Gli alberi di mattina sono sonori, gli stessi alberi silenziosi tra cui la notte avevo visto cacciare un gigantesco pipistrello. Aspetto l’autista che mi porterà all’aeroporto, ho deciso di aspettarlo fuori nel cortile, c’è una brezza che definire brezza di mare è un po’ troppo vago, visto che Port Gentil sta su una lingua di sabbia protesa verso l’Oceano. In questa brezza del mattino che scuote anche le foglie possenti delle palme e dell’albero del viaggiatore sento gli alberi risuonare dei canti degli uccelli che si godono il mattino, quelle ore splendide in cui sembra che il giorno appena sorto prometta di tutto. C’è un suono che distinguo, è un canto più lungo e insistente, un fischio che si ripete ogni volta più basso di un semitono e che spicca su tutti gli altri per intensità e durata, e mi si apre una finestra nel tempo: è lo stesso canto che ascoltavo nella foresta fitta, 6-7 anni fa, quando dopo il turno notturno me andavo a passeggio per le strade nella foresta. Ero spesso da solo e la natura che si era svegliata da poco nemmeno si accorgeva di un bipede che andava a zonzo per le strade rosse tagliate nella foresta solida, e questo muro verde altissimo stava appena oltre il ciglio della strada in terra rossa battuta, sapevo che oltre quel muro esistevano e vivevano quelle ore del risveglio insetti di ogni sorta, uccelli tra rondini e pappagalli e il re della canopea il calaò, serpenti, gruppetti di macachi, e soprattutto pensavo agli animali più grossi e pericolosi, quelli che avrebbero potuto attraversare quel muro e pararmisi di fronte se non alle spalle, gli elefanti o le pantere le cui rare tracce erano visibili a saperle vedere.

Il muro verde

Ecco l’autista, mi carica e mi porta all’aeroporto. Attraversare il quartiere residenziale in cui mi trovo è un affare interessante per chi si diverte a cercare “contraddizioni” in Africa. Le villette sono eleganti e ben tenute, aggraziate da prati all’inglese e decorate da pacchiane colonne greche, hanno il servizio di guardia notturno, e aiuole con piante decorative lato strada. Ma la via… la via è sterrata, quello sterrato che nella lingua di sabbia su cui sorge Port Gentil significa appunto sabbia, quasi la sabbia delle spiagge mista però a terriccio, che invade le belle aiuole e che nel continuo lavorio di piogge intense e di pneumatici di suv si dispone appunto in dune vere e proprie. Mi puntello mentre superiamo queste gobbe enormi su cui i potentissimi suv sfruttano come unico pregio quello di essere rialzati e sono costretti ad avanzare a passo di bici, al loro passaggio si generano tsunami nelle pozzanghere senza fondo attraversate come guadi di fiumi lungo piste selvagge.

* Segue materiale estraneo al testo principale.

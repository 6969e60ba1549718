//! The reference kernel backend.
//!
//! [`Interpreter`] stands in for a loop-lowering backend: lowering
//! captures the assignment, and invocation evaluates it directly. Operand
//! descriptors are walked level-by-level into coordinate maps, the
//! right-hand side is evaluated over the free-variable grid with
//! reductions folded over their variable's extent, and the result is
//! packed with the core packer. An assemble call writes freshly allocated
//! index arrays through the wire descriptor; a compute call fills the
//! previously assembled values buffer in place.

use std::collections::HashMap;
use std::rc::Rc;

use anyhow::{bail, Result};
use smallvec::SmallVec;
use tracing::debug;

use tensalg_core::{
    pack_entries, with_component, Array, Component, ModeFormat, Shape, TensorError,
};
use tensalg_ir::{
    operand_vars, Access, Assignment, ExprNode, IndexExpr, IndexVar, TensorVar,
};

use crate::backend::{FuncHandle, KernelBackend, Property};
use crate::ffi::{read_int, RawTensor};

struct LoweredKernel {
    assignment: Assignment,
    props: Vec<Property>,
}

/// A [`KernelBackend`] that interprets assignments instead of lowering
/// them to native code.
#[derive(Default)]
pub struct Interpreter {
    functions: HashMap<String, Rc<LoweredKernel>>,
    compiled: bool,
}

impl Interpreter {
    pub fn new() -> Interpreter {
        Interpreter::default()
    }

    fn lower(&self, stmt: &Assignment, name: &str, props: &[Property]) -> FuncHandle {
        FuncHandle::new(
            name,
            Rc::new(LoweredKernel {
                assignment: stmt.clone(),
                props: props.to_vec(),
            }),
        )
    }
}

impl KernelBackend for Interpreter {
    fn lower_assemble(
        &mut self,
        stmt: &Assignment,
        name: &str,
        props: &[Property],
        _alloc_size: usize,
    ) -> Result<FuncHandle> {
        Ok(self.lower(stmt, name, props))
    }

    fn lower_compute(
        &mut self,
        stmt: &Assignment,
        name: &str,
        props: &[Property],
        _alloc_size: usize,
    ) -> Result<FuncHandle> {
        Ok(self.lower(stmt, name, props))
    }

    fn add_function(&mut self, func: FuncHandle) -> Result<()> {
        let Some(kernel) = func.payload::<LoweredKernel>() else {
            bail!(TensorError::Backend(
                "function was lowered by a different backend".to_string()
            ));
        };
        self.functions.insert(func.name().to_string(), kernel);
        self.compiled = false;
        Ok(())
    }

    fn compile_module(&mut self) -> Result<()> {
        self.compiled = true;
        Ok(())
    }

    fn invoke(&mut self, name: &str, args: &mut [*mut RawTensor]) -> Result<()> {
        if !self.compiled {
            bail!(TensorError::Backend("module is not compiled".to_string()));
        }
        let Some(kernel) = self.functions.get(name).cloned() else {
            bail!(TensorError::Backend(format!("unknown function '{name}'")));
        };
        debug!(function = name, "interpreting kernel");
        let dtype = kernel.assignment.lhs().tensor.dtype();
        with_component!(dtype, T => { run_kernel::<T>(&kernel, args) })
    }
}

fn run_kernel<T: Component>(kernel: &LoweredKernel, args: &mut [*mut RawTensor]) -> Result<()> {
    let assignment = &kernel.assignment;
    let lhs = assignment.lhs();
    let operands = operand_vars(assignment.rhs());
    if args.len() != operands.len() + 1 {
        bail!(TensorError::Backend(format!(
            "expected {} arguments, got {}",
            operands.len() + 1,
            args.len()
        )));
    }

    // Operand coordinate maps, converted into the output component type.
    let mut maps: HashMap<u64, HashMap<Vec<usize>, T>> = HashMap::new();
    for (&arg, var) in args[1..].iter().zip(&operands) {
        let raw = unsafe { &*arg };
        let mut map = HashMap::new();
        for (coord, slot) in raw_slots(raw, var)? {
            let value = unsafe { read_component(var.dtype(), raw.vals, slot) };
            map.insert(coord, T::from_val(value));
        }
        maps.insert(var.id(), map);
    }

    // Index-variable extents, from the lhs and every rhs access.
    let mut extents: HashMap<IndexVar, usize> = HashMap::new();
    for (var, &dim) in lhs.indices.iter().zip(lhs.tensor.dims()) {
        extents.entry(var.clone()).or_insert(dim);
    }
    collect_extents(assignment.rhs(), &mut extents);

    // Evaluate over the free-variable grid.
    let free = assignment.free_vars();
    let free_dims: Vec<usize> = lhs.tensor.dims().to_vec();
    let mut env: HashMap<IndexVar, usize> = HashMap::new();
    let mut computed: Vec<(Shape, T)> = Vec::new();
    let mut grid: Vec<usize> = vec![0; free.len()];
    // a zero-extent dimension leaves the grid empty
    while free_dims.iter().all(|&dim| dim > 0) {
        for (var, &at) in free.iter().zip(&grid) {
            env.insert(var.clone(), at);
        }
        let value = eval::<T>(assignment.rhs(), &maps, &extents, &mut env)?;
        if !value.is_zero() {
            computed.push((SmallVec::from_slice(&grid), value));
        }
        // odometer over the free dimensions
        let mut at = free.len();
        loop {
            if at == 0 {
                break;
            }
            at -= 1;
            grid[at] += 1;
            if grid[at] < free_dims[at] {
                break;
            }
            grid[at] = 0;
        }
        if grid.iter().all(|&g| g == 0) {
            break;
        }
    }

    // A compound assignment folds into the output's existing contents.
    if let Some(op) = assignment.op() {
        let out = unsafe { &*args[0] };
        let mut existing: HashMap<Vec<usize>, T> = HashMap::new();
        for (coord, slot) in raw_slots(out, &lhs.tensor)? {
            let value = unsafe { read_component(lhs.tensor.dtype(), out.vals, slot) };
            existing.insert(coord, T::from_val(value));
        }
        let mut combined: HashMap<Vec<usize>, T> = existing;
        for (coord, value) in computed {
            let entry = combined.entry(coord.to_vec()).or_insert_with(T::zero);
            *entry = op.apply(*entry, value);
        }
        computed = combined
            .into_iter()
            .filter(|(_, value)| !value.is_zero())
            .map(|(coord, value)| (SmallVec::from_slice(&coord), value))
            .collect();
        computed.sort_by(|a, b| a.0.cmp(&b.0));
    }

    write_output::<T>(kernel, lhs, computed, args[0])
}

fn write_output<T: Component>(
    kernel: &LoweredKernel,
    lhs: &Access,
    computed: Vec<(Shape, T)>,
    out: *mut RawTensor,
) -> Result<()> {
    let assemble = kernel.props.contains(&Property::Assemble);
    let compute = kernel.props.contains(&Property::Compute);
    let format = lhs.tensor.format();
    let dims = lhs.tensor.dims();
    let raw = unsafe { &mut *out };

    if assemble {
        // Replace the sparse levels and the values buffer with freshly
        // allocated blocks; the caller adopts them when unpacking. Dense
        // extents already live in the caller's storage.
        let packed = pack_entries::<T>(dims, format, computed)?;
        let slots = packed.values.len();
        unsafe {
            for (level, mode_index) in packed.index.into_mode_indices().into_iter().enumerate() {
                if let ModeFormat::Sparse = format.mode_formats()[level] {
                    let level_table = *raw.indices.add(level);
                    for (slot, array) in mode_index.into_arrays().into_iter().enumerate() {
                        *level_table.add(slot) = array.into_raw_parts().0;
                    }
                }
            }
            let values = if compute {
                packed.values
            } else {
                Array::zeroed(T::DTYPE, slots)
            };
            raw.vals = values.into_raw_parts().0;
            raw.vals_size = slots as i64;
        }
        return Ok(());
    }

    // Compute into the existing structure: walk the assembled output and
    // fill each slot with the value computed for its coordinate.
    let map: HashMap<Vec<usize>, T> = computed
        .into_iter()
        .map(|(coord, value)| (coord.to_vec(), value))
        .collect();
    let out_slots = raw_slots(raw, &lhs.tensor)?;
    if (raw.vals_size as usize) < out_slots.len() {
        bail!(TensorError::Backend(
            "output values buffer is smaller than its index".to_string()
        ));
    }
    unsafe {
        for (coord, slot) in out_slots {
            let value = map.get(&coord).copied().unwrap_or_else(T::zero);
            (raw.vals as *mut T).add(slot).write_unaligned(value);
        }
    }
    Ok(())
}

/// Collects `(logical coordinate, value slot)` pairs by walking a wire
/// descriptor's level structure, in storage order.
fn raw_slots(raw: &RawTensor, var: &TensorVar) -> Result<Vec<(Vec<usize>, usize)>> {
    let format = var.format();
    let order = var.order();
    if raw.order as usize != order {
        bail!(TensorError::Backend(format!(
            "descriptor order {} does not match tensor order {}",
            raw.order, order
        )));
    }
    if order == 0 {
        return Ok(if raw.vals_size > 0 && !raw.vals.is_null() {
            vec![(Vec::new(), 0)]
        } else {
            Vec::new()
        });
    }

    let mode_formats = format.mode_formats();
    let level_types = format.level_array_types().to_vec();
    let ordering = format.mode_ordering().to_vec();
    let mut out = Vec::new();
    let mut coords = vec![0usize; order];

    fn descend(
        raw: &RawTensor,
        mode_formats: &[ModeFormat],
        level_types: &[Vec<tensalg_core::Datatype>],
        ordering: &[usize],
        level: usize,
        position: usize,
        coords: &mut Vec<usize>,
        out: &mut Vec<(Vec<usize>, usize)>,
    ) -> Result<()> {
        if level == mode_formats.len() {
            let mut logical = vec![0usize; coords.len()];
            for (at, &coord) in coords.iter().enumerate() {
                logical[ordering[at]] = coord;
            }
            out.push((logical, position));
            return Ok(());
        }
        unsafe {
            let level_table = *raw.indices.add(level);
            match mode_formats[level] {
                ModeFormat::Dense(_) => {
                    let extent_ptr = *level_table.add(0);
                    if extent_ptr.is_null() {
                        return Ok(());
                    }
                    let extent = read_int(level_types[level][0], extent_ptr, 0) as usize;
                    for coord in 0..extent {
                        coords[level] = coord;
                        descend(
                            raw,
                            mode_formats,
                            level_types,
                            ordering,
                            level + 1,
                            position * extent + coord,
                            coords,
                            out,
                        )?;
                    }
                }
                ModeFormat::Sparse => {
                    let pos_ptr = *level_table.add(0);
                    let crd_ptr = *level_table.add(1);
                    if pos_ptr.is_null() || crd_ptr.is_null() {
                        return Ok(());
                    }
                    let start = read_int(level_types[level][0], pos_ptr, position) as usize;
                    let end = read_int(level_types[level][0], pos_ptr, position + 1) as usize;
                    for at in start..end {
                        coords[level] = read_int(level_types[level][1], crd_ptr, at) as usize;
                        descend(
                            raw,
                            mode_formats,
                            level_types,
                            ordering,
                            level + 1,
                            at,
                            coords,
                            out,
                        )?;
                    }
                }
            }
        }
        Ok(())
    }

    descend(
        raw,
        &mode_formats,
        &level_types,
        &ordering,
        0,
        0,
        &mut coords,
        &mut out,
    )?;
    Ok(out)
}

/// Reads one component of the given type from a values buffer.
unsafe fn read_component(
    dtype: tensalg_core::Datatype,
    vals: *const u8,
    slot: usize,
) -> tensalg_core::ComponentVal {
    with_component!(dtype, S => {
        let value = (vals as *const S).add(slot).read_unaligned();
        <S as Component>::to_val(value)
    })
}

fn collect_extents(expr: &IndexExpr, extents: &mut HashMap<IndexVar, usize>) {
    struct Extents<'a>(&'a mut HashMap<IndexVar, usize>);
    impl tensalg_ir::ExprVisitor for Extents<'_> {
        fn visit_access(&mut self, access: &Access) {
            for (var, &dim) in access.indices.iter().zip(access.tensor.dims()) {
                self.0.entry(var.clone()).or_insert(dim);
            }
        }
    }
    expr.accept(&mut Extents(extents));
}

fn eval<T: Component>(
    expr: &IndexExpr,
    maps: &HashMap<u64, HashMap<Vec<usize>, T>>,
    extents: &HashMap<IndexVar, usize>,
    env: &mut HashMap<IndexVar, usize>,
) -> Result<T> {
    match expr.node() {
        ExprNode::Access(access) => {
            let mut coord = Vec::with_capacity(access.indices.len());
            for var in &access.indices {
                let Some(&at) = env.get(var) else {
                    bail!(TensorError::Backend(format!(
                        "index variable {var} is not bound"
                    )));
                };
                coord.push(at);
            }
            Ok(maps
                .get(&access.tensor.id())
                .and_then(|map| map.get(&coord))
                .copied()
                .unwrap_or_else(T::zero))
        }
        ExprNode::Literal(value) => Ok(T::from_val(*value)),
        ExprNode::Neg(arg) => Ok(T::neg(eval(arg, maps, extents, env)?)),
        ExprNode::Sqrt(arg) => Ok(T::sqrt(eval(arg, maps, extents, env)?)),
        ExprNode::Add(lhs, rhs) => Ok(T::add(
            eval(lhs, maps, extents, env)?,
            eval(rhs, maps, extents, env)?,
        )),
        ExprNode::Sub(lhs, rhs) => Ok(T::sub(
            eval(lhs, maps, extents, env)?,
            eval(rhs, maps, extents, env)?,
        )),
        ExprNode::Mul(lhs, rhs) => Ok(T::mul(
            eval(lhs, maps, extents, env)?,
            eval(rhs, maps, extents, env)?,
        )),
        ExprNode::Div(lhs, rhs) => Ok(T::div(
            eval(lhs, maps, extents, env)?,
            eval(rhs, maps, extents, env)?,
        )),
        ExprNode::Reduction(reduction) => {
            let Some(&extent) = extents.get(&reduction.var) else {
                bail!(TensorError::Backend(format!(
                    "no extent known for reduction variable {}",
                    reduction.var
                )));
            };
            let mut acc = reduction.op.identity::<T>();
            for at in 0..extent {
                env.insert(reduction.var.clone(), at);
                acc = reduction.op.apply(acc, eval(&reduction.body, maps, extents, env)?);
            }
            env.remove(&reduction.var);
            Ok(acc)
        }
    }
}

Attraverso le strade principali che portano all’aeroporto ecco Port Gentil già sveglia. Non sono ancora le 7, ma la città è già animata da attività che stanno aprendo, lavoratori che pendolano a piedi o in taxi, studenti che vanno alle lezioni. In Africa, in Centro e Sud America - nelle regioni tropicali insomma - la giornata inizia presto e finisce presto: si sta dietro al ciclo solare complice anche un orario di luce che non cambia molto durante l’anno, vita privata e pubblica iniziano poco dopo l’alba, così mezzanotte sembra davvero l’ora della notte fonda. E’ come se si vivesse 1-2 ore prima dell’Europa – o delle medie latitudini. Confesso che la massima sorpresa l’ho avuta a Rio de Janeiro: nei quartieri della zona nord, più popolari, tutto inizia già dalle 6-7, nei quartieri eleganti, ricchi e turistici della zona sud, Ipanema-Leblon-Copabacana, raramente vedevo attività aperte prima delle 8-9. E’ come se vivere tardi fosse un aspetto se non un’ostentazione del lusso.

lunedì 22 giugno 2015

Ancora qui

“Uccelli che fanno casino”: questo era quello che scrivevo in una mail inviata a un amico nell’agosto 2008, dove gli raccontavo le mie prime impressioni della mia prima volta in Africa. Erano le ore del tramonto, il sole scendeva enorme dietro le palme dell’aeroporto sul mare, aspettavo attendenti che non sarebbero arrivati lasciandomi in balia di due furboni, in un’epoca in cui non ero ancora allenato a viaggiare in un certo modo. Col calare del sole sentivo la notte che calava su di me: stordito da tanta novità, spaesato, ma anche osservato, perché “people are strange”, la gente è strana, quando sei tu lo straniero, dicevano i Doors, e un bianco in Africa è decisamente uno straniero.

Oggi sono di nuovo qui. Non avrei pensato che sarebbe potuto succedere: sono di nuovo in Gabon, dove la mia attuale vita professionale è iniziata, ormai 7 anni fa. Oggi sono tranquillo, forse grazie al volo che arriva a destinazione più presto, a metà pomeriggio: l’uomo, pur essendosi evoluto tecnologicamente, dentro di sé conserva ancora paure e istinti ancestrali, cosicché anche da evoluto sente è la luce del giorno la sua prima protezione, perché arrivare in luoghi ignoti la sera tardi non è mai piacevole, pensi di non avere le stesse opportunità e lo stesso tempo che avresti giungendo di mattina, e magari anche la stessa fortuna. Ma stavolta è ancora pomeriggio, un bel pomeriggio luminoso, le persone non mi sembrano affatto ostili, non lo è sicuramente Vanessa, che è venuta ad accogliermi per potermi imbarcare per Port Gentil, e a cui affido, dopo un po’ di tempo in piacevole compagnia in attesa del volo, la promozione di "Hic Sunt Gabones", la mia mostra fotografica di foto fatte proprio qui in Gabon 6 anni fa.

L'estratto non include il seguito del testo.